EXCERPTED RECORDS:
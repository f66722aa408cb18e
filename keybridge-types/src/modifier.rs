use core::ops::{BitAnd, BitAndAssign, BitOr, BitOrAssign, Not};

use bitfield_struct::bitfield;

use crate::keycode::usage;

/// Modifier byte of a HID keyboard report.
///
/// Bit `n` corresponds to the modifier with HID usage `0xE0 + n`.
#[bitfield(u8, order = Lsb, defmt = cfg(feature = "defmt"))]
#[derive(Eq, PartialEq)]
pub struct HidModifiers {
    #[bits(1)]
    pub left_ctrl: bool,
    #[bits(1)]
    pub left_shift: bool,
    #[bits(1)]
    pub left_alt: bool,
    #[bits(1)]
    pub left_gui: bool,
    #[bits(1)]
    pub right_ctrl: bool,
    #[bits(1)]
    pub right_shift: bool,
    #[bits(1)]
    pub right_alt: bool,
    #[bits(1)]
    pub right_gui: bool,
}

impl BitOr for HidModifiers {
    type Output = Self;

    fn bitor(self, rhs: Self) -> Self::Output {
        Self::from_bits(self.into_bits() | rhs.into_bits())
    }
}
impl BitAnd for HidModifiers {
    type Output = Self;

    fn bitand(self, rhs: Self) -> Self::Output {
        Self::from_bits(self.into_bits() & rhs.into_bits())
    }
}
impl Not for HidModifiers {
    type Output = Self;

    fn not(self) -> Self::Output {
        Self::from_bits(!self.into_bits())
    }
}
impl BitAndAssign for HidModifiers {
    fn bitand_assign(&mut self, rhs: Self) {
        *self = *self & rhs;
    }
}
impl BitOrAssign for HidModifiers {
    fn bitor_assign(&mut self, rhs: Self) {
        *self = *self | rhs;
    }
}

impl HidModifiers {
    /// Modifier bit of a raw HID usage, `None` if the usage is not in `0xE0..=0xE7`.
    pub const fn from_usage(code: u8) -> Option<Self> {
        if code >= usage::LEFT_CTRL && code <= usage::RIGHT_GUI {
            Some(Self::from_bits(1 << (code - usage::LEFT_CTRL)))
        } else {
            None
        }
    }

    pub const fn is_empty(self) -> bool {
        self.into_bits() == 0
    }
}
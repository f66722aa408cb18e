//! Build-time configuration of keybridge.
//!
//! The firmware reads an optional `keybridge.toml` at compile time and turns the
//! `[bridge]` section into constants. Every field has a default, so an empty
//! file, or no file at all, is a valid configuration.

use std::path::Path;

use serde_derive::Deserialize;
use serde_inline_default::serde_inline_default;

mod error;

pub use error::{ConfigError, ConfigResult};

/// Upper bound of a single input line, which is also the BLE write buffer size
pub const MAX_INPUT_LINE_SIZE: usize = 512;
/// Upper bound of every channel capacity
pub const MAX_CHANNEL_SIZE: usize = 64;
/// Upper bound of the delay between macro segments, in ms
pub const MAX_SEGMENT_DELAY: u64 = 10_000;

/// Top level of `keybridge.toml`
#[derive(Clone, Debug, Default, Deserialize)]
#[serde(deny_unknown_fields)]
pub struct BridgeTomlConfig {
    #[serde(default)]
    pub bridge: BridgeConstantsConfig,
}

/// Bridge constants, the `[bridge]` section
#[serde_inline_default]
#[derive(Clone, Debug, PartialEq, Eq, Deserialize)]
#[serde(deny_unknown_fields)]
pub struct BridgeConstantsConfig {
    /// Delay between two segments of a `||` macro chain, in ms
    #[serde_inline_default(50)]
    pub segment_delay: u64,
    /// Capacity of one received line, longer writes are truncated
    #[serde_inline_default(512)]
    pub input_line_size: usize,
    /// Number of lines that can wait for the interpreter
    #[serde_inline_default(4)]
    pub input_channel_size: usize,
    /// Number of keyboard reports that can wait for the USB writer
    #[serde_inline_default(16)]
    pub report_channel_size: usize,
}

/// This separate Default impl is needed when `[bridge]` section is not set in keybridge.toml
impl Default for BridgeConstantsConfig {
    fn default() -> Self {
        Self {
            segment_delay: 50,
            input_line_size: 512,
            input_channel_size: 4,
            report_channel_size: 16,
        }
    }
}

impl BridgeConstantsConfig {
    /// Check that every value fits the firmware's static buffers.
    pub fn validate(&self) -> ConfigResult<()> {
        if self.input_line_size == 0 || self.input_line_size > MAX_INPUT_LINE_SIZE {
            return Err(validation(
                "bridge.input_line_size",
                format!("must be between 1 and {MAX_INPUT_LINE_SIZE}, got {}", self.input_line_size),
            ));
        }
        for (field, value) in [
            ("bridge.input_channel_size", self.input_channel_size),
            ("bridge.report_channel_size", self.report_channel_size),
        ] {
            if value == 0 || value > MAX_CHANNEL_SIZE {
                return Err(validation(
                    field,
                    format!("must be between 1 and {MAX_CHANNEL_SIZE}, got {value}"),
                ));
            }
        }
        if self.segment_delay > MAX_SEGMENT_DELAY {
            return Err(validation(
                "bridge.segment_delay",
                format!("must be at most {MAX_SEGMENT_DELAY}ms, got {}", self.segment_delay),
            ));
        }
        Ok(())
    }
}

impl BridgeTomlConfig {
    /// Parse and validate a config from a TOML string.
    pub fn from_toml_str(s: &str) -> ConfigResult<Self> {
        Self::parse(s, "<string>")
    }

    /// Read, parse and validate `keybridge.toml` at the given path.
    pub fn from_path<P: AsRef<Path>>(path: P) -> ConfigResult<Self> {
        let path = path.as_ref();
        let content = std::fs::read_to_string(path).map_err(|e| ConfigError::FileRead {
            path: path.display().to_string(),
            message: e.to_string(),
        })?;
        Self::parse(&content, &path.display().to_string())
    }

    fn parse(s: &str, path: &str) -> ConfigResult<Self> {
        let config: Self = toml::from_str(s).map_err(|e| ConfigError::TomlParse {
            path: path.to_string(),
            message: e.message().to_string(),
        })?;
        config.bridge.validate()?;
        Ok(config)
    }
}

fn validation(field: &str, message: String) -> ConfigError {
    ConfigError::Validation {
        field: field.to_string(),
        message,
    }
}
#![doc = document_features::document_features!()]
#![cfg_attr(not(test), no_std)]

// This mod MUST go first, so that the others see its macros.
mod fmt;

use embassy_sync::blocking_mutex::raw::CriticalSectionRawMutex;
pub use keybridge_types as types;

pub mod bridge;
pub mod channel;
pub mod config;
pub mod directive;
pub mod dispatch;
pub mod hid;
pub mod interpreter;
pub mod usb;

pub use bridge::{AckNotifier, Bridge, Runnable};
pub use config::InterpreterConfig;
pub use dispatch::{Dispatcher, KeyActionSink};
pub use hid::{HidKeyboard, KeyboardReport, ReportWriter, Reporter};
pub use interpreter::{InputKind, Interpretation, Step, interpret};

// Include generated constants
include!(concat!(env!("OUT_DIR"), "/constants.rs"));

pub type RawMutex = CriticalSectionRawMutex;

REQUIRED WORK:
Restate each record word for word.

SOLUTION TO THIS PROBLEM:
repository f66722aa408cb18e
filename keybridge-types/src/modifier.rs
use core::ops::{BitAnd, BitAndAssign, BitOr, BitOrAssign, Not};

use bitfield_struct::bitfield;

use crate::keycode::usage;

/// Modifier byte of a HID keyboard report.
///
/// Bit `n` corresponds to the modifier with HID usage `0xE0 + n`.
#[bitfield(u8, order = Lsb, defmt = cfg(feature = "defmt"))]
#[derive(Eq, PartialEq)]
pub struct HidModifiers {
    #[bits(1)]
    pub left_ctrl: bool,
    #[bits(1)]
    pub left_shift: bool,
    #[bits(1)]
    pub left_alt: bool,
    #[bits(1)]
    pub left_gui: bool,
    #[bits(1)]
    pub right_ctrl: bool,
    #[bits(1)]
    pub right_shift: bool,
    #[bits(1)]
    pub right_alt: bool,
    #[bits(1)]
    pub right_gui: bool,
}

impl BitOr for HidModifiers {
    type Output = Self;

    fn bitor(self, rhs: Self) -> Self::Output {
        Self::from_bits(self.into_bits() | rhs.into_bits())
    }
}
impl BitAnd for HidModifiers {
    type Output = Self;

    fn bitand(self, rhs: Self) -> Self::Output {
        Self::from_bits(self.into_bits() & rhs.into_bits())
    }
}
impl Not for HidModifiers {
    type Output = Self;

    fn not(self) -> Self::Output {
        Self::from_bits(!self.into_bits())
    }
}
impl BitAndAssign for HidModifiers {
    fn bitand_assign(&mut self, rhs: Self) {
        *self = *self & rhs;
    }
}
impl BitOrAssign for HidModifiers {
    fn bitor_assign(&mut self, rhs: Self) {
        *self = *self | rhs;
    }
}

impl HidModifiers {
    /// Modifier bit of a raw HID usage, `None` if the usage is not in `0xE0..=0xE7`.
    pub const fn from_usage(code: u8) -> Option<Self> {
        if code >= usage::LEFT_CTRL && code <= usage::RIGHT_GUI {
            Some(Self::from_bits(1 << (code - usage::LEFT_CTRL)))
        } else {
            None
        }
    }

    pub const fn is_empty(self) -> bool {
        self.into_bits() == 0
    }
}
repository f66722aa408cb18e
//! Build-time configuration of keybridge.
//!
//! The firmware reads an optional `keybridge.toml` at compile time and turns the
//! `[bridge]` section into constants. Every field has a default, so an empty
//! file, or no file at all, is a valid configuration.

use std::path::Path;

use serde_derive::Deserialize;
use serde_inline_default::serde_inline_default;

mod error;

pub use error::{ConfigError, ConfigResult};

/// Upper bound of a single input line, which is also the BLE write buffer size
pub const MAX_INPUT_LINE_SIZE: usize = 512;
/// Upper bound of every channel capacity
pub const MAX_CHANNEL_SIZE: usize = 64;
/// Upper bound of the delay between macro segments, in ms
pub const MAX_SEGMENT_DELAY: u64 = 10_000;

/// Top level of `keybridge.toml`
#[derive(Clone, Debug, Default, Deserialize)]
#[serde(deny_unknown_fields)]
pub struct BridgeTomlConfig {
    #[serde(default)]
    pub bridge: BridgeConstantsConfig,
}

/// Bridge constants, the `[bridge]` section
#[serde_inline_default]
#[derive(Clone, Debug, PartialEq, Eq, Deserialize)]
#[serde(deny_unknown_fields)]
pub struct BridgeConstantsConfig {
    /// Delay between two segments of a `||` macro chain, in ms
    #[serde_inline_default(50)]
    pub segment_delay: u64,
    /// Capacity of one received line, longer writes are truncated
    #[serde_inline_default(512)]
    pub input_line_size: usize,
    /// Number of lines that can wait for the interpreter
    #[serde_inline_default(4)]
    pub input_channel_size: usize,
    /// Number of keyboard reports that can wait for the USB writer
    #[serde_inline_default(16)]
    pub report_channel_size: usize,
}

/// This separate Default impl is needed when `[bridge]` section is not set in keybridge.toml
impl Default for BridgeConstantsConfig {
    fn default() -> Self {
        Self {
            segment_delay: 50,
            input_line_size: 512,
            input_channel_size: 4,
            report_channel_size: 16,
        }
    }
}

impl BridgeConstantsConfig {
    /// Check that every value fits the firmware's static buffers.
    pub fn validate(&self) -> ConfigResult<()> {
        if self.input_line_size == 0 || self.input_line_size > MAX_INPUT_LINE_SIZE {
            return Err(validation(
                "bridge.input_line_size",
                format!("must be between 1 and {MAX_INPUT_LINE_SIZE}, got {}", self.input_line_size),
            ));
        }
        for (field, value) in [
            ("bridge.input_channel_size", self.input_channel_size),
            ("bridge.report_channel_size", self.report_channel_size),
        ] {
            if value == 0 || value > MAX_CHANNEL_SIZE {
                return Err(validation(
                    field,
                    format!("must be between 1 and {MAX_CHANNEL_SIZE}, got {value}"),
                ));
            }
        }
        if self.segment_delay > MAX_SEGMENT_DELAY {
            return Err(validation(
                "bridge.segment_delay",
                format!("must be at most {MAX_SEGMENT_DELAY}ms, got {}", self.segment_delay),
            ));
        }
        Ok(())
    }
}

impl BridgeTomlConfig {
    /// Parse and validate a config from a TOML string.
    pub fn from_toml_str(s: &str) -> ConfigResult<Self> {
        Self::parse(s, "<string>")
    }

    /// Read, parse and validate `keybridge.toml` at the given path.
    pub fn from_path<P: AsRef<Path>>(path: P) -> ConfigResult<Self> {
        let path = path.as_ref();
        let content = std::fs::read_to_string(path).map_err(|e| ConfigError::FileRead {
            path: path.display().to_string(),
            message: e.to_string(),
        })?;
        Self::parse(&content, &path.display().to_string())
    }

    fn parse(s: &str, path: &str) -> ConfigResult<Self> {
        let config: Self = toml::from_str(s).map_err(|e| ConfigError::TomlParse {
            path: path.to_string(),
            message: e.message().to_string(),
        })?;
        config.bridge.validate()?;
        Ok(config)
    }
}

fn validation(field: &str, message: String) -> ConfigError {
    ConfigError::Validation {
        field: field.to_string(),
        message,
    }
}
#![doc = document_features::document_features!()]
#![cfg_attr(not(test), no_std)]

// This mod MUST go first, so that the others see its macros.
mod fmt;

use embassy_sync::blocking_mutex::raw::CriticalSectionRawMutex;
pub use keybridge_types as types;

pub mod bridge;
pub mod channel;
pub mod config;
pub mod directive;
pub mod dispatch;
pub mod hid;
pub mod interpreter;
pub mod usb;

pub use bridge::{AckNotifier, Bridge, Runnable};
pub use config::InterpreterConfig;
pub use dispatch::{Dispatcher, KeyActionSink};
pub use hid::{HidKeyboard, KeyboardReport, ReportWriter, Reporter};
pub use interpreter::{InputKind, Interpretation, Step, interpret};

// Include generated constants
include!(concat!(env!("OUT_DIR"), "/constants.rs"));

pub type RawMutex = CriticalSectionRawMutex;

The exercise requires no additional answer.